**WHAT IS EXPECTED:** When a line in the listing contains the string "Parte", pick it out and copy it.

BEGIN RECORDS FOR THE EXERCISE

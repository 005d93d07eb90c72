//! State machine behind the searchable list prompt.
//!
//! `PromptState` does no I/O: the run loop classifies a key, calls
//! [`PromptState::apply`], then renders the state with
//! [`crate::tui::frame::render`].

use crate::tui::choice::{Entry, PromptValue};
use crate::tui::keys::{self, Direction, JumpTarget, KeyAction, KeyContext};
use crossterm::event::KeyEvent;
use std::ops::Range;

/// Rows visible at once unless configured otherwise.
pub const DEFAULT_PAGE_SIZE: usize = 15;

#[derive(Debug, Clone, Copy, PartialEq, Eq, Default)]
pub enum Status {
    #[default]
    Pending,
    Done,
    Cancelled,
    NewSearch,
}

impl Status {
    #[must_use]
    pub fn is_terminal(self) -> bool {
        self != Self::Pending
    }
}

/// How a prompt ended.
#[derive(Debug, Clone, PartialEq, Eq)]
pub enum Outcome<V> {
    Selected(V),
    Cancelled,
    NewSearch,
}

/// Knobs for a prompt invocation.
#[derive(Debug, Clone, Copy)]
pub struct PromptOptions {
    pub page_size: usize,
    /// Wrap around when moving past either end.
    pub wrap: bool,
}

impl Default for PromptOptions {
    fn default() -> Self {
        Self {
            page_size: DEFAULT_PAGE_SIZE,
            wrap: true,
        }
    }
}

#[derive(Debug, Clone)]
pub struct PromptState<V> {
    message: String,
    entries: Vec<Entry<V>>,
    options: PromptOptions,
    status: Status,
    cursor: usize,
    search_mode: bool,
    search_term: String,
    /// Indices into `entries`, in original order.
    filtered: Vec<usize>,
    show_help: bool,
}

impl<V: Clone + PromptValue> PromptState<V> {
    pub fn new(message: impl Into<String>, entries: Vec<Entry<V>>) -> Self {
        let filtered: Vec<usize> = (0..entries.len()).collect();
        let mut state = Self {
            message: message.into(),
            entries,
            options: PromptOptions::default(),
            status: Status::Pending,
            cursor: 0,
            search_mode: false,
            search_term: String::new(),
            filtered,
            show_help: false,
        };
        state.cursor = state.first_selectable().unwrap_or(0);
        state
    }

    #[must_use]
    pub fn with_options(mut self, options: PromptOptions) -> Self {
        self.options = PromptOptions {
            page_size: options.page_size.max(1),
            wrap: options.wrap,
        };
        self
    }

    #[must_use]
    pub fn page_size(self, page_size: usize) -> Self {
        let wrap = self.options.wrap;
        self.with_options(PromptOptions { page_size, wrap })
    }

    #[must_use]
    pub fn wrap(self, wrap: bool) -> Self {
        let page_size = self.options.page_size;
        self.with_options(PromptOptions { page_size, wrap })
    }

    /// Classify a raw key and apply it.
    pub fn handle_key(&mut self, key: &KeyEvent) -> Option<Outcome<V>> {
        let action = keys::classify(key, self.key_context());
        tracing::trace!(?key, ?action, "prompt key");
        self.apply(action)
    }

    /// Apply one action. Returns the outcome on the transition into a
    /// terminal state; once terminal, every call is ignored.
    pub fn apply(&mut self, action: KeyAction) -> Option<Outcome<V>> {
        if self.status.is_terminal() {
            return None;
        }

        match action {
            KeyAction::Quit => {
                self.status = Status::Cancelled;
                Some(Outcome::Cancelled)
            }
            KeyAction::NewSearch => {
                self.status = Status::NewSearch;
                Some(Outcome::NewSearch)
            }
            KeyAction::ToggleHelp => {
                self.show_help = !self.show_help;
                None
            }
            KeyAction::EnterSearch => {
                self.search_mode = true;
                self.search_term.clear();
                None
            }
            KeyAction::ExitSearch => {
                self.exit_search();
                None
            }
            KeyAction::Select => self.select(),
            KeyAction::Navigate(direction) => {
                self.move_cursor(direction);
                None
            }
            KeyAction::Jump(target) => {
                self.jump(target);
                None
            }
            KeyAction::SearchInput(c) => {
                let mut term = std::mem::take(&mut self.search_term);
                term.push(c);
                self.set_search_term(term);
                None
            }
            KeyAction::SearchBackspace => {
                let mut term = std::mem::take(&mut self.search_term);
                term.pop();
                self.set_search_term(term);
                None
            }
            KeyAction::NoOp => None,
        }
    }

    fn select(&mut self) -> Option<Outcome<V>> {
        if self.filtered.is_empty() {
            return None;
        }
        let choice = self.entry_at(self.cursor)?.as_choice()?;
        if choice.disabled.is_some() || !choice.value.is_truthy() {
            return None;
        }
        let value = choice.value.clone();
        self.status = Status::Done;
        Some(Outcome::Selected(value))
    }

    fn exit_search(&mut self) {
        self.search_mode = false;
        self.search_term.clear();
        self.filtered = (0..self.entries.len()).collect();
        self.cursor = self.first_selectable().unwrap_or(0);
    }

    fn set_search_term(&mut self, term: String) {
        self.search_term = term;
        self.filtered = filter_entries(&self.entries, &self.search_term);
        self.cursor = self.first_selectable().unwrap_or(0);
    }

    fn move_cursor(&mut self, direction: Direction) {
        let len = self.filtered.len();
        if len == 0 {
            return;
        }
        let len = len as isize;
        let delta = direction.delta();
        let start = self.cursor as isize;

        let mut pos = start + delta;
        if !(0..len).contains(&pos) {
            if !self.options.wrap {
                return;
            }
            pos = pos.rem_euclid(len);
        }

        let mut steps = 0;
        while (0..len).contains(&pos) && !self.is_selectable_at(pos as usize) && steps < len {
            pos += delta;
            steps += 1;
            if self.options.wrap {
                pos = pos.rem_euclid(len);
            }
        }

        if (0..len).contains(&pos) && self.is_selectable_at(pos as usize) {
            self.cursor = pos as usize;
        } else if !self.is_selectable_at(self.cursor) {
            // Nothing selectable in that direction; settle inside the list.
            self.cursor = pos.clamp(0, len - 1) as usize;
        }
    }

    fn jump(&mut self, target: JumpTarget) {
        if self.filtered.is_empty() {
            return;
        }
        self.cursor = match target {
            JumpTarget::Top => 0,
            JumpTarget::Bottom => self.filtered.len() - 1,
        };
    }
}

impl<V> PromptState<V> {
    fn key_context(&self) -> KeyContext {
        KeyContext {
            search_mode: self.search_mode,
            pending: self.status == Status::Pending,
        }
    }

    fn first_selectable(&self) -> Option<usize> {
        (0..self.filtered.len()).find(|&i| self.is_selectable_at(i))
    }

    fn is_selectable_at(&self, index: usize) -> bool {
        self.entry_at(index).is_some_and(Entry::is_selectable)
    }

    /// Entry at a position of the filtered list.
    #[must_use]
    pub fn entry_at(&self, index: usize) -> Option<&Entry<V>> {
        self.filtered.get(index).map(|&i| &self.entries[i])
    }

    /// Filtered entries in display order.
    pub fn filtered(&self) -> impl Iterator<Item = &Entry<V>> {
        self.filtered.iter().map(|&i| &self.entries[i])
    }

    #[must_use]
    pub fn filtered_len(&self) -> usize {
        self.filtered.len()
    }

    /// Number of entries the prompt was created with, separators included.
    #[must_use]
    pub fn total_len(&self) -> usize {
        self.entries.len()
    }

    #[must_use]
    pub fn message(&self) -> &str {
        &self.message
    }

    #[must_use]
    pub fn status(&self) -> Status {
        self.status
    }

    #[must_use]
    pub fn cursor(&self) -> usize {
        self.cursor
    }

    #[must_use]
    pub fn search_mode(&self) -> bool {
        self.search_mode
    }

    #[must_use]
    pub fn search_term(&self) -> &str {
        &self.search_term
    }

    #[must_use]
    pub fn show_help(&self) -> bool {
        self.show_help
    }

    #[must_use]
    pub fn options(&self) -> PromptOptions {
        self.options
    }

    /// Range of filtered positions visible in the current page.
    #[must_use]
    pub fn visible_range(&self) -> Range<usize> {
        visible_window(self.cursor, self.filtered.len(), self.options.page_size)
    }
}

/// Indices of entries matching `term`. An empty term keeps everything,
/// separators included; otherwise separators never match.
fn filter_entries<V>(entries: &[Entry<V>], term: &str) -> Vec<usize> {
    if term.is_empty() {
        return (0..entries.len()).collect();
    }
    let needle = term.to_lowercase();
    entries
        .iter()
        .enumerate()
        .filter(|(_, entry)| entry.as_choice().is_some_and(|c| c.matches(&needle)))
        .map(|(i, _)| i)
        .collect()
}

/// Page window keeping `cursor` centred when there is room on both sides.
#[must_use]
pub fn visible_window(cursor: usize, len: usize, page_size: usize) -> Range<usize> {
    let page_size = page_size.max(1);
    let start = cursor
        .saturating_sub(page_size / 2)
        .min(len.saturating_sub(page_size));
    let end = (start + page_size).min(len);
    start..end
}
//! Command-line arguments.

use crate::config::Config;
use clap::Parser;
use std::num::NonZeroUsize;
use std::path::PathBuf;

/// Search a torrent index and copy the chosen magnet link to the clipboard
#[derive(Parser, Debug)]
#[command(name = "magpie", version, about)]
pub struct Cli {
    /// Search term; asked for interactively when omitted
    #[arg(value_name = "QUERY")]
    pub query: Vec<String>,

    /// Rows visible at once in the result list
    #[arg(short = 'p', long = "page-size", value_name = "ROWS")]
    pub page_size: Option<NonZeroUsize>,

    /// Stop at the ends of the list instead of wrapping around
    #[arg(long = "no-loop")]
    pub no_loop: bool,

    /// Print the magnet link instead of copying it
    #[arg(long = "print")]
    pub print_only: bool,

    /// Config file (default: <config dir>/magpie/config.toml)
    #[arg(short = 'c', long = "config", value_name = "PATH")]
    pub config: Option<PathBuf>,
}

impl Cli {
    /// Query words joined with spaces, if any were given.
    #[must_use]
    pub fn query(&self) -> Option<String> {
        if self.query.is_empty() {
            None
        } else {
            Some(self.query.join(" "))
        }
    }

    /// Apply flag overrides on top of the loaded config.
    #[must_use]
    pub fn apply_overrides(&self, mut config: Config) -> Config {
        if let Some(page_size) = self.page_size {
            config.page_size = page_size.get();
        }
        if self.no_loop {
            config.loop_navigation = false;
        }
        if self.print_only {
            config.copy_to_clipboard = false;
        }
        config
    }
}

#[cfg(test)]
mod tests {
    use super::*;

    #[test]
    fn no_arguments() {
        let cli = Cli::try_parse_from(["magpie"]).unwrap();
        assert_eq!(cli.query(), None);
        let config = cli.apply_overrides(Config::default());
        assert_eq!(config, Config::default());
    }

    #[test]
    fn query_words_are_joined() {
        let cli = Cli::try_parse_from(["magpie", "linux", "mint"]).unwrap();
        assert_eq!(cli.query().as_deref(), Some("linux mint"));
    }

    #[test]
    fn flags_override_config() {
        let cli =
            Cli::try_parse_from(["magpie", "-p", "30", "--no-loop", "--print", "arch"]).unwrap();
        let config = cli.apply_overrides(Config::default());
        assert_eq!(config.page_size, 30);
        assert!(!config.loop_navigation);
        assert!(!config.copy_to_clipboard);
        assert_eq!(cli.query().as_deref(), Some("arch"));
    }

    #[test]
    fn zero_page_size_is_rejected() {
        assert!(Cli::try_parse_from(["magpie", "--page-size", "0"]).is_err());
    }
}
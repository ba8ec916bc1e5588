/// Filesystem-safe slug for a movie title.
///
/// Lowercases, folds accented Latin letters to ASCII, drops everything that is
/// not `[a-z0-9]`, and joins the remaining words with single hyphens. Hyphens in
/// the input count as word separators, so a slug normalizes to itself.
pub fn normalize_title(title: &str) -> String {
    slugify(title, true)
}

/// `{slug}_{year}_review.txt`
pub fn review_filename(title: &str, year: &str) -> String {
    format!("{}_{year}_review.txt", normalize_title(title))
}

/// Filename the extractor writes. It drops hyphens instead of splitting on
/// them, so `"Spider-Man"` is saved as `spiderman`, not `spider-man`.
/// Identical to [`review_filename`] for titles without hyphens.
pub fn extractor_review_filename(title: &str, year: &str) -> String {
    format!("{}_{year}_review.txt", slugify(title, false))
}

fn slugify(title: &str, hyphen_separates: bool) -> String {
    let mut slug = String::with_capacity(title.len());
    let mut pending_separator = false;

    for c in title.chars().flat_map(char::to_lowercase) {
        let c = fold_accent(c);
        if c.is_ascii_lowercase() || c.is_ascii_digit() {
            if pending_separator && !slug.is_empty() {
                slug.push('-');
            }
            pending_separator = false;
            slug.push(c);
        } else if c.is_whitespace() || (hyphen_separates && c == '-') {
            pending_separator = true;
        }
    }
    slug
}

fn fold_accent(c: char) -> char {
    match c {
        'à' | 'á' | 'â' | 'ã' | 'ä' | 'å' => 'a',
        'è' | 'é' | 'ê' | 'ë' => 'e',
        'ì' | 'í' | 'î' | 'ï' => 'i',
        'ò' | 'ó' | 'ô' | 'õ' | 'ö' | 'ø' => 'o',
        'ù' | 'ú' | 'û' | 'ü' => 'u',
        'ý' | 'ÿ' => 'y',
        'ñ' => 'n',
        'ç' => 'c',
        other => other,
    }
}

#[cfg(test)]
mod tests {
    use super::*;

    #[test]
    fn punctuation_between_words_does_not_leave_double_hyphens() {
        assert_eq!(normalize_title("Dune - Parte due"), "dune-parte-due");
        assert_eq!(normalize_title("  ...  "), "");
    }

    #[test]
    fn extractor_name_glues_hyphenated_words() {
        assert_eq!(
            extractor_review_filename("Spider-Man", "2002"),
            "spiderman_2002_review.txt"
        );
        assert_eq!(
            review_filename("Spider-Man", "2002"),
            "spider-man_2002_review.txt"
        );
        assert_eq!(
            extractor_review_filename("Dune - Parte due", "2024"),
            review_filename("Dune - Parte due", "2024")
        );
    }
}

END RECORDS FOR THE EXERCISE

**OUTPUT FOR THIS TASK:**
        assert_eq!(normalize_title("Dune - Parte due"), "dune-parte-due");
            extractor_review_filename("Dune - Parte due", "2024"),
            review_filename("Dune - Parte due", "2024")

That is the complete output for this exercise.